No red squirrels here.
A couple chipmunks.
Between the nesting pair of hawks close by each spring ,and the neighbors cats rodents have to be sharp.
Second season in a row of low acorn production has the mice down in numbers. A decade low this winter.
Squirrels manage a couple survivors each year. Watched a hawk land on a squrrel nest hard a year or two back checking for squirrel.


----------



## Martin Looker (Jul 16, 2015)

A dog proof **** trap works really good for chippies. A little corn or peanuts dropped inside and I get one or two per day pretty much all summer. Don't know where they keep coming from but they aren't staying here.


----------



## birdhntr (Jan 25, 2014)

When they become a problem which they always do.Get a 5 gallon bucket,fill it 2/3 with water,add a couple scoops of sunflower seeds,scatter some seeds around, and either put a board for a ramp or place it where against something they can climb!.I have been over run by them before.damages to home,crawl space,brick pavers,and the damage my dogs do trying to get them.First day I set the trap I got 33 chipmunks, and 2 red squirrels by the time I came home.


----------



## garyrodbender (Feb 2, 2001)

I used to get 10-12 each year,that was my most efficient way of getting rid of them as well. Keep up the good work,thats a schit-load of chipmunks


----------



## bobberbill (Apr 5, 2011)

Pellet gun. Not as foolproof as the suicide bucket, but good for trigger control.


----------



## neazor91 (Aug 4, 2008)

Rat traps with a glob of peanut butter on the pan works just fine for both.


----------



## Thirty pointer (Jan 1, 2015)

neazor91 said:


> Rat traps with a glob of peanut butter on the pan works just fine for both.

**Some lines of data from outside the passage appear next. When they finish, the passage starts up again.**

//! Test-only fixtures: a legacy service source and a tempdir project layout.

use std::fs;
use std::path::{Path, PathBuf};

use anyhow::{Context, Result};
use tempfile::TempDir;

/// Relative path the fixtures place the service file at (the tool's default
/// target).
pub const FIXTURE_TARGET: &str = "src/services/dropboxUploadService.ts";

/// A legacy service source: every mangled log prefix, the legacy upload
/// block, and the unthreaded helper signature.
pub fn legacy_service_source() -> String {
    LEGACY_SERVICE.to_string()
}

/// Legacy source with the upload function renamed so the block pattern
/// cannot match.
pub fn service_source_without_upload_block() -> String {
    LEGACY_SERVICE.replace("uploadFileToDropbox", "uploadFileToVault")
}

const LEGACY_SERVICE: &str = r#"interface DropboxUploadResult {
  url: string;
  publicId?: string;
  resourceType: string;
  fileName: string;
  fileSize: number;
}

const getFileType = (file: File): string => {
  if (file.type.startsWith('audio/')) return 'audio';
  if (file.type.startsWith('video/')) return 'video';
  if (file.type.startsWith('image/')) return 'image';
  return 'raw';
};

const readFileAsDataUrl = (file: File): Promise<string> =>
  new Promise((resolve, reject) => {
    const reader = new FileReader();
    reader.onload = () => resolve(reader.result as string);
    reader.onerror = () => reject(reader.error);
    reader.readAsDataURL(file);
  });

export const uploadFileToDropbox = async (file: File): Promise<DropboxUploadResult> => {
  console.log('?? Starting Dropbox file upload:', {
    fileName: file.name,
    fileType: file.type,
    fileSize: file.size,
    resourceType: getFileType(file)
  });

  const uploadCandidates = ['/api/dropbox-upload', 'http://localhost:3001/api/dropbox-upload'];

  let lastErr: any = null;
  let dataUrl: string | null = null;

  for (const url of uploadCandidates) {
    try {
      if (!dataUrl) {
        dataUrl = await readFileAsDataUrl(file);
      }

      console.log(`?? Attempting Dropbox upload via: ${url}`);

      const resp = await fetch(url, {
        method: 'POST',
        headers: { 'Content-Type': 'application/json' },
        body: JSON.stringify({ fileName: file.name, fileData: dataUrl })
      });

      if (!resp.ok) {
        console.warn(`? Dropbox upload failed: ${resp.status}`);
        lastErr = new Error(`Dropbox upload failed: ${resp.status}`);
        continue;
      }

      const json = await resp.json();
      if (json.url) {
        console.log('?? Dropbox upload successful:', json.url);
        return {
          url: json.url,
          resourceType: getFileType(file),
          fileName: file.name,
          fileSize: file.size
        };
      }

      console.warn('? Dropbox response missing URL:', json);
      lastErr = new Error('Dropbox response missing URL');
    } catch (err) {
      console.error('? Dropbox upload error:', err);
      lastErr = err;
    }
  }

  try {
    console.log('?? Attempting client-side Dropbox upload...');
    return await uploadToDropboxDirect(file);
  } catch (clientErr) {
    lastErr = clientErr;
  }

  throw lastErr || new Error('Dropbox upload failed via all methods');
};

const uploadToDropboxDirect = async (file: File): Promise<DropboxUploadResult> => {
  const accessToken = import.meta.env.VITE_DROPBOX_ACCESS_TOKEN;
  if (!accessToken) {
    throw new Error('Dropbox access token not configured.');
  }

  const response = await fetch('https://content.dropboxapi.com/2/files/upload', {
    method: 'POST',
    headers: {
      'Authorization': `Bearer ${accessToken}`,
      'Content-Type': 'application/octet-stream',
      'Dropbox-API-Arg': JSON.stringify({ path: `/uploads/${file.name}`, mode: 'add', autorename: true })
    },
    body: file
  });

  const metadata = await response.json();
  console.log('?? File uploaded to Dropbox:', metadata.path_display);

  const share = await createShareLink(accessToken, metadata.path_display);
  console.log('?? Shareable link created:', share);

  return {
    url: share,
    publicId: metadata.path_display,
    resourceType: getFileType(file),
    fileName: file.name,
    fileSize: file.size
  };
};

const createShareLink = async (accessToken: string, path: string): Promise<string> => {
  const resp = await fetch('https://api.dropboxapi.com/2/sharing/create_shared_link_with_settings', {
    method: 'POST',
    headers: {
      'Authorization': `Bearer ${accessToken}`,
      'Content-Type': 'application/json'
    },
    body: JSON.stringify({ path })
  });

  if (!resp.ok) {
    console.error('? Dropbox share link creation failed:', resp.status);
    throw new Error('share link creation failed');
  }

  const json = await resp.json();
  return json.url.replace('dl=0', 'raw=1');
};

export type { DropboxUploadResult };
"#;

/// Tempdir-backed project containing one service file at [`FIXTURE_TARGET`].
pub struct TargetFixture {
    temp: TempDir,
}

impl TargetFixture {
    /// Create a project rooted in a tempdir with `source` at the fixture
    /// path.
    pub fn with_source(source: &str) -> Result<Self> {
        let temp = TempDir::new().context("create tempdir")?;
        let target = temp.path().join(FIXTURE_TARGET);
        let parent = target.parent().context("fixture target has no parent")?;
        fs::create_dir_all(parent).context("create fixture dirs")?;
        fs::write(&target, source).context("write fixture target")?;
        Ok(Self { temp })
    }

    pub fn root(&self) -> &Path {
        self.temp.path()
    }

    pub fn target_path(&self) -> PathBuf {
        self.temp.path().join(FIXTURE_TARGET)
    }

    pub fn read_target(&self) -> String {
        fs::read_to_string(self.target_path()).expect("read fixture target")
    }
}
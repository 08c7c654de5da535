//! Stable exit codes for dropfix CLI commands.

/// Patch applied, or `dropfix check` found the target patchable.
pub const OK: i32 = 0;
/// Command failed due to I/O, config, or other unexpected errors.
pub const INVALID: i32 = 1;
/// Expected upload function block not found; target left untouched.
pub const UNMATCHED: i32 = 2;
/// Rewrite marker already present; target left untouched.
pub const ALREADY_PATCHED: i32 = 3;
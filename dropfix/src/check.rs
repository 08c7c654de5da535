//! Orchestration for `dropfix check` (dry run).

use std::path::{Path, PathBuf};

use anyhow::Result;
use tracing::debug;

use crate::apply::CONFIG_FILE;
use crate::core::plan::{PatchOutcome, PatchReport, apply_patch};
use crate::io::config::load_config;
use crate::io::target::read_target;

/// Structured check outcome. Nothing on disk changes either way.
#[derive(Debug, Clone, PartialEq, Eq)]
pub enum CheckOutcome {
    /// Target matches expectations; `report` describes what apply would do.
    Ready { target: PathBuf, report: PatchReport },
    /// Rewrite marker already present.
    AlreadyPatched { target: PathBuf },
    /// Expected upload block not found.
    Missing { target: PathBuf },
}

/// Run the full patch in memory against the target under `root` and discard
/// the result.
pub fn check_from_root(root: &Path, target_override: Option<&Path>) -> Result<CheckOutcome> {
    let cfg = load_config(&root.join(CONFIG_FILE))?;
    let target = root.join(target_override.unwrap_or(cfg.target.as_path()));
    debug!(target = %target.display(), "checking target");
    let text = read_target(&target)?;

    let outcome = match apply_patch(&text) {
        PatchOutcome::Applied { report, .. } => CheckOutcome::Ready { target, report },
        PatchOutcome::AlreadyPatched => CheckOutcome::AlreadyPatched { target },
        PatchOutcome::Missing => CheckOutcome::Missing { target },
    };
    Ok(outcome)
}

#[cfg(test)]
mod tests {
    use super::*;
    use crate::apply::{ApplyOptions, apply_from_root};
    use crate::test_support::{
        TargetFixture, legacy_service_source, service_source_without_upload_block,
    };

    #[test]
    fn check_reports_patchable_target_without_writing() {
        let source = legacy_service_source();
        let fixture = TargetFixture::with_source(&source).expect("fixture");

        let outcome = check_from_root(fixture.root(), None).expect("check");
        match outcome {
            CheckOutcome::Ready { report, .. } => {
                assert!(report.block_rewritten);
                assert!(report.prefix_replacements > 0);
            }
            other => panic!("expected ready outcome, got {other:?}"),
        }

        assert_eq!(fixture.read_target(), source);
        assert!(
            !fixture
                .target_path()
                .with_file_name("dropboxUploadService.backup.ts")
                .exists()
        );
    }

    #[test]
    fn check_reports_already_patched_target() {
        let fixture = TargetFixture::with_source(&legacy_service_source()).expect("fixture");
        apply_from_root(fixture.root(), &ApplyOptions::default()).expect("apply");

        let outcome = check_from_root(fixture.root(), None).expect("check");
        assert!(matches!(outcome, CheckOutcome::AlreadyPatched { .. }));
    }

    #[test]
    fn check_reports_missing_block() {
        let fixture =
            TargetFixture::with_source(&service_source_without_upload_block()).expect("fixture");

        let outcome = check_from_root(fixture.root(), None).expect("check");
        assert!(matches!(outcome, CheckOutcome::Missing { .. }));
    }

    #[test]
    fn check_errors_on_unreadable_target() {
        let temp = tempfile::tempdir().expect("tempdir");
        let err = check_from_root(temp.path(), None).expect_err("check should fail");
        assert!(err.to_string().contains("read target"));
    }
}
//! Development-time tracing for debugging dropfix.
//!
//! Dev diagnostics via `RUST_LOG`, output to stderr. Not persisted, and not
//! part of the tool's product output (the patched file, backup, and report).

use tracing_subscriber::{EnvFilter, fmt, layer::SubscriberExt, util::SubscriberInitExt};

/// Initialize tracing subscriber for development logging.
///
/// Reads `RUST_LOG` env var. Defaults to `warn` if unset.
/// Output: stderr, compact format.
///
/// # Example
/// ```bash
/// RUST_LOG=dropfix=debug cargo run -- apply
/// ```
pub fn init() {
    let filter = EnvFilter::try_from_default_env().unwrap_or_else(|_| EnvFilter::new("warn"));

    tracing_subscriber::registry()
        .with(filter)
        .with(fmt::layer().with_writer(std::io::stderr).compact())
        .init();
}
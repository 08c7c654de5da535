//! Tool configuration stored in `dropfix.toml` at the project root.

use std::fs;
use std::path::{Path, PathBuf};

use anyhow::{Context, Result, anyhow};
use serde::Deserialize;

/// Dropfix configuration (TOML).
///
/// Intended to be edited by humans. Missing fields default to the layout of
/// the project this tool was written against.
#[derive(Debug, Clone, Deserialize, PartialEq, Eq)]
#[serde(default)]
pub struct DropfixConfig {
    /// Target source file, relative to the project root.
    pub target: PathBuf,

    /// Keep a `<stem>.backup.<ext>` copy of the original next to the target.
    pub backup: bool,
}

impl Default for DropfixConfig {
    fn default() -> Self {
        Self {
            target: PathBuf::from("src/services/dropboxUploadService.ts"),
            backup: true,
        }
    }
}

impl DropfixConfig {
    pub fn validate(&self) -> Result<()> {
        if self.target.as_os_str().is_empty() {
            return Err(anyhow!("target must be a non-empty path"));
        }
        if self.target.is_absolute() {
            return Err(anyhow!("target must be relative to the project root"));
        }
        Ok(())
    }
}

/// Load config from a TOML file.
///
/// If the file is missing, returns `DropfixConfig::default()`.
pub fn load_config(path: &Path) -> Result<DropfixConfig> {
    if !path.exists() {
        let cfg = DropfixConfig::default();
        cfg.validate()?;
        return Ok(cfg);
    }
    let contents = fs::read_to_string(path).with_context(|| format!("read {}", path.display()))?;
    let cfg: DropfixConfig =
        toml::from_str(&contents).with_context(|| format!("parse {}", path.display()))?;
    cfg.validate()?;
    Ok(cfg)
}

#[cfg(test)]
mod tests {
    use super::*;

    #[test]
    fn load_missing_returns_default() {
        let temp = tempfile::tempdir().expect("tempdir");
        let cfg = load_config(&temp.path().join("missing.toml")).expect("load");
        assert_eq!(cfg, DropfixConfig::default());
    }

    #[test]
    fn load_reads_custom_target() {
        let temp = tempfile::tempdir().expect("tempdir");
        let path = temp.path().join("dropfix.toml");
        fs::write(&path, "target = \"lib/upload.ts\"\nbackup = false\n").expect("write config");

        let cfg = load_config(&path).expect("load");
        assert_eq!(cfg.target, PathBuf::from("lib/upload.ts"));
        assert!(!cfg.backup);
    }

    #[test]
    fn load_rejects_absolute_target() {
        let temp = tempfile::tempdir().expect("tempdir");
        let path = temp.path().join("dropfix.toml");
        fs::write(&path, "target = \"/etc/upload.ts\"\n").expect("write config");

        let err = load_config(&path).expect_err("load should fail");
        assert!(err.to_string().contains("relative"));
    }

    #[test]
    fn load_rejects_empty_target() {
        let temp = tempfile::tempdir().expect("tempdir");
        let path = temp.path().join("dropfix.toml");
        fs::write(&path, "target = \"\"\n").expect("write config");

        let err = load_config(&path).expect_err("load should fail");
        assert!(err.to_string().contains("non-empty"));
    }
}
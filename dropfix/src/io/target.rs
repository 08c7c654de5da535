//! Target file read/write helpers.

use std::ffi::OsStr;
use std::fs;
use std::path::{Path, PathBuf};

use anyhow::{Context, Result, anyhow};
use tracing::debug;

/// Read the target file as UTF-8 text.
pub fn read_target(path: &Path) -> Result<String> {
    fs::read_to_string(path).with_context(|| format!("read target {}", path.display()))
}

/// Atomically write the patched text (temp file + rename).
pub fn write_target(path: &Path, contents: &str) -> Result<()> {
    let tmp_path = tmp_sibling(path)?;
    fs::write(&tmp_path, contents)
        .with_context(|| format!("write temp target {}", tmp_path.display()))?;
    fs::rename(&tmp_path, path).with_context(|| format!("replace target {}", path.display()))?;
    Ok(())
}

/// Copy the unpatched target to `<stem>.backup.<ext>` next to it, following
/// the naming the project already uses for manual backups.
pub fn backup_target(path: &Path) -> Result<PathBuf> {
    let backup_path = backup_sibling(path)?;
    fs::copy(path, &backup_path)
        .with_context(|| format!("write backup {}", backup_path.display()))?;
    debug!(backup = %backup_path.display(), "backup written");
    Ok(backup_path)
}

fn tmp_sibling(path: &Path) -> Result<PathBuf> {
    let name = path
        .file_name()
        .ok_or_else(|| anyhow!("target has no file name: {}", path.display()))?;
    let mut tmp_name = name.to_os_string();
    tmp_name.push(".tmp");
    Ok(path.with_file_name(tmp_name))
}

fn backup_sibling(path: &Path) -> Result<PathBuf> {
    let stem = path
        .file_stem()
        .and_then(OsStr::to_str)
        .ok_or_else(|| anyhow!("target has no file name: {}", path.display()))?;
    let name = match path.extension().and_then(OsStr::to_str) {
        Some(ext) => format!("{stem}.backup.{ext}"),
        None => format!("{stem}.backup"),
    };
    Ok(path.with_file_name(name))
}

#[cfg(test)]
mod tests {
    use super::*;

    #[test]
    fn write_leaves_no_temp_residue() {
        let temp = tempfile::tempdir().expect("tempdir");
        let path = temp.path().join("service.ts");
        fs::write(&path, "before").expect("seed target");

        write_target(&path, "after").expect("write target");

        assert_eq!(fs::read_to_string(&path).expect("read target"), "after");
        assert!(!temp.path().join("service.ts.tmp").exists());
    }

    #[test]
    fn backup_uses_project_naming() {
        let temp = tempfile::tempdir().expect("tempdir");
        let path = temp.path().join("dropboxUploadService.ts");
        fs::write(&path, "original").expect("seed target");

        let backup = backup_target(&path).expect("backup");

        assert!(backup.ends_with("dropboxUploadService.backup.ts"));
        assert_eq!(fs::read_to_string(&backup).expect("read backup"), "original");
    }

    #[test]
    fn backup_without_extension_appends_suffix() {
        let temp = tempfile::tempdir().expect("tempdir");
        let path = temp.path().join("service");
        fs::write(&path, "original").expect("seed target");

        let backup = backup_target(&path).expect("backup");
        assert!(backup.ends_with("service.backup"));
    }

    #[test]
    fn read_missing_target_errors() {
        let temp = tempfile::tempdir().expect("tempdir");
        let err = read_target(&temp.path().join("absent.ts")).expect_err("read should fail");
        assert!(err.to_string().contains("read target"));
    }
}
//! The compiled-in patch plan: prefix substitutions, block rewrite, helper
//! signature threading.

use serde::Serialize;

use crate::core::block::{BlockScan, scan_upload_block, splice_rewrite};
use crate::core::substitutions::{LOG_PREFIX_FIXES, SubstitutionHit, apply_substitutions};

/// Threads the optional `directToken` parameter into the direct-upload
/// helper so the rewritten block can pass the client token through.
const HELPER_SIGNATURE_FROM: &str = "const uploadToDropboxDirect = async (file: File): Promise<DropboxUploadResult> => {\n  const accessToken = import.meta.env.VITE_DROPBOX_ACCESS_TOKEN;";
const HELPER_SIGNATURE_TO: &str = "const uploadToDropboxDirect = async (file: File, directToken?: string): Promise<DropboxUploadResult> => {\n  const accessToken = directToken || import.meta.env.VITE_DROPBOX_ACCESS_TOKEN;";

/// Summary of what one plan application changed (or would change).
#[derive(Debug, Clone, PartialEq, Eq, Serialize)]
pub struct PatchReport {
    /// Per-prefix substitution hits, in table order.
    pub prefix_hits: Vec<SubstitutionHit>,
    /// Total occurrences rewritten by the prefix table.
    pub prefix_replacements: usize,
    /// The legacy upload block was replaced.
    pub block_rewritten: bool,
    /// The helper signature gained the `directToken` parameter.
    pub signature_threaded: bool,
}

/// Result of applying the plan to one target text.
#[derive(Debug, Clone, PartialEq, Eq)]
pub enum PatchOutcome {
    /// All edits applied; `text` is the full rewritten file.
    Applied { text: String, report: PatchReport },
    /// Rewrite marker already present; nothing to do.
    AlreadyPatched,
    /// Expected upload function block not found.
    Missing,
}

/// Apply the full plan to `text`.
///
/// Pure; the caller decides whether `Applied` text is written back. The
/// prefix substitutions run first so the block scan sees normalized text,
/// preserving the original edit order. `AlreadyPatched` and `Missing` are
/// returned before any output text exists, so a rejected run can never leak
/// a partial edit.
pub fn apply_patch(text: &str) -> PatchOutcome {
    let (substituted, prefix_hits) = apply_substitutions(text, LOG_PREFIX_FIXES);

    let range = match scan_upload_block(&substituted) {
        BlockScan::Legacy(range) => range,
        BlockScan::Rewritten => return PatchOutcome::AlreadyPatched,
        BlockScan::Missing => return PatchOutcome::Missing,
    };

    let rewritten = splice_rewrite(&substituted, range);

    let signature_hits = rewritten.matches(HELPER_SIGNATURE_FROM).count();
    let threaded = if signature_hits > 0 {
        rewritten.replace(HELPER_SIGNATURE_FROM, HELPER_SIGNATURE_TO)
    } else {
        rewritten
    };

    let prefix_replacements = prefix_hits.iter().map(|hit| hit.count).sum();
    PatchOutcome::Applied {
        text: threaded,
        report: PatchReport {
            prefix_hits,
            prefix_replacements,
            block_rewritten: true,
            signature_threaded: signature_hits > 0,
        },
    }
}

I put a piece of hardware cloth on the pan and fill with sunflower seeds you can use it over and over again .


----------



## birdhntr (Jan 25, 2014)

garyrodbender said:


> I used to get 10-12 each year,that was my most efficient way of getting rid of them as well. Keep up the good work,thats a schit-load of chipmunks


That year was crazy.The year of the lemmings lol.They have spikes in population.There was a lot of dogs on my street but no cats back then.The dogs would destroy my back yard going after them.gutters,siding corner posts,and then chewed all off my abs parts and such under my new truck.Pellet gun wasn't working as there was so many.I kept finding a little yellow spot next to my glass nut jar and didn't give it much thought.Then one day the dogs wanted under the stove.pulled the drawer out and wham the lab nailed it and down the hatch whole in seconds.Then I realized why they wanted them so bad.It was food to them two dogs.lol


----------



## plugger (Aug 8, 2001)

my wife and I usually shoot about a hundred a year from around the bird feeder and flower beds. As someone stated it is great trigger practice, we use a marlin 22 mag. If you can head shoot chipmunks and red squirrels at 30 yards deer are easy.


----------



## garyrodbender (Feb 2, 2001)

For sure,I really like to shoot them too .
I have a custom volquartsen ruger 10-22 that is very very accurate


----------



## Perferator (Oct 18, 2003)

If not for an accurate airgun the red squirrels would overrun us here on the lake. When the first of March when we had 30deg temps they came filing out of the woods. I have shot approx 40 and now down to 1-4 each week. We could use a pine marten or two.


----------



## Perferator (Oct 18, 2003)

garyrodbender said:


> For sure,I really like to shoot them too .
> I have a custom volquartsen ruger 10-22 that is very very accurate


I have the 10-22 with Clerke 16” heavy barrel and Hogue OM stock. Sure is a lot of fun and good for marksmanship skills.


----------



## martini77 (Jan 13, 2009)

chippies are dumb, if you find the hole they are coming out of (mine is a particular spot under the deck), just set an unbaited rat trap outside the hole and they just walk across it and whack! I also use the bucket for mice in the garage. I use a bottle top with seeds in it and float that.


----------



## BigW (Dec 29, 2016)

I read that if you can stalk squirrels successfully, you've got what it takes for deer hunting. So I did what my parents did for me. I gave my teenager a pocket full of. 22 shorts and a single shot. 22 with directions of make all red squirrels and chipmunks go away. I can't get him to take out the trash, but he'll spend 40 minutes sneaking up on a squirrel. 3 points for a head shot 1 point for body. He finished last season with 58 points.


----------



## feedinggrounds (Jul 21, 2009)

BigW said:


> I read that if you can stalk squirrels successfully, you've got what it takes for deer hunting. So I did what my parents did for me. I gave my teenager a pocket full of. 22 shorts and a single shot. 22 with directions of make all red squirrels and chipmunks go away. I can't get him to take out the trash, but he'll spend 40 minutes sneaking up on a squirrel. 3 points for a head shot 1 point for body. He finished last season with 58 points.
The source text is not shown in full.